• WHAT YOU NEED TO DO
Give only the number of lines in the following entries where "name" appears.

***** SUPPLIED RECORDS

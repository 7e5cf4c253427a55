//! Règles croisées de `upnp:genre` à travers le codec et l'export JSON.

use pmodidl::codec::{deserialize_into, from_xml_str, to_xml_string};
use pmodidl::json::to_json;
use pmodidl::properties::Genre;
use pmodidl::{DeserializationContext, DidlError, PropertyHost, SerializationContext};
use serde_json::json;

const UPNP: &str = "urn:schemas-upnp-org:metadata-1-0/upnp/";

fn genre_xml(attributes: &str, name: &str) -> String {
    format!(r#"<upnp:genre xmlns:upnp="{}" {}>{}</upnp:genre>"#, UPNP, attributes, name)
}

#[test]
fn test_extended_without_id_is_rejected() {
    let mut genre = Genre::default();
    let err = from_xml_str(&genre_xml(r#"extended="x""#, "Rock"), &mut genre, &DeserializationContext::default())
        .unwrap_err();
    assert!(matches!(err, DidlError::CustomValidationFailed { .. }));
}

#[test]
fn test_extended_with_id() {
    let mut genre = Genre::default();
    from_xml_str(
        &genre_xml(r#"id="7" extended="x""#, "Rock"),
        &mut genre,
        &DeserializationContext::default(),
    )
    .unwrap();

    assert_eq!(genre.name, "Rock");
    assert_eq!(genre.id, "7");
    assert_eq!(genre.extended, "x");
    assert!(genre.is_valid(""));
    assert!(genre.is_valid("@id"));
    assert!(genre.is_valid("@extended"));
}

#[test]
fn test_unknown_genre_is_rejected() {
    let mut genre = Genre::default();
    let err = from_xml_str(&genre_xml("", "Unknown"), &mut genre, &DeserializationContext::default()).unwrap_err();
    assert!(matches!(err, DidlError::CustomValidationFailed { .. }));

    let err = to_xml_string(&Genre::new("Unknown"), &SerializationContext::default()).unwrap_err();
    assert!(matches!(err, DidlError::MissingRequiredProperty { .. }));
}

#[test]
fn test_serialize_rejects_extended_without_id() {
    let genre = Genre::extended("Rock", "", "Rock/Progressive");
    let err = to_xml_string(&genre, &SerializationContext::default()).unwrap_err();
    assert!(matches!(err, DidlError::CustomValidationFailed { .. }));
}

#[test]
fn test_attributes_ignored_before_version_two() {
    let genre = Genre::extended("Rock", "7", "Rock/Progressive");
    let xml = to_xml_string(&genre, &SerializationContext::new(1)).unwrap();
    assert!(!xml.contains("id="));
    assert!(!xml.contains("extended="));
    assert!(xml.contains(">Rock</upnp:genre>"));

    let node = xmltree::Element::parse(genre_xml(r#"id="7" extended="x""#, "Rock").as_bytes()).unwrap();
    let mut parsed = Genre::default();
    deserialize_into(&node, &mut parsed, &DeserializationContext::new(1)).unwrap();
    assert_eq!(parsed.name, "Rock");
    assert!(!parsed.is_valid("@id"));
    assert!(parsed.id.is_empty());
}

#[test]
fn test_genre_to_json() {
    assert_eq!(
        to_json(&Genre::extended("Rock", "7", "")),
        json!({ "#text": "Rock", "@id": "7" })
    );
    assert_eq!(to_json(&Genre::new("Jazz")), json!({ "#text": "Jazz" }));
}

#[test]
fn test_reading_plain_genre_drops_previous_attributes() {
    let mut genre = Genre::extended("Rock", "7", "Rock/Progressive");
    from_xml_str(&genre_xml("", "Jazz"), &mut genre, &DeserializationContext::default()).unwrap();

    assert_eq!(genre.name, "Jazz");
    assert!(genre.id.is_empty());
    assert!(genre.extended.is_empty());
    assert!(!genre.is_valid("@id"));
    assert!(!genre.is_valid("@extended"));

    let xml = to_xml_string(&genre, &SerializationContext::default()).unwrap();
    assert!(!xml.contains("id="));
    assert!(!xml.contains("extended="));
}

#[test]
fn test_attributes_out_of_version_are_cleared_on_read() {
    let mut genre = Genre::extended("Rock", "7", "Rock/Progressive");
    from_xml_str(
        &genre_xml(r#"id="9" extended="Jazz/Modal""#, "Jazz"),
        &mut genre,
        &DeserializationContext::new(1),
    )
    .unwrap();

    assert_eq!(genre.name, "Jazz");
    assert!(genre.id.is_empty());
    assert!(!genre.is_valid("@extended"));
}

**********

• YOUR SOLUTION
6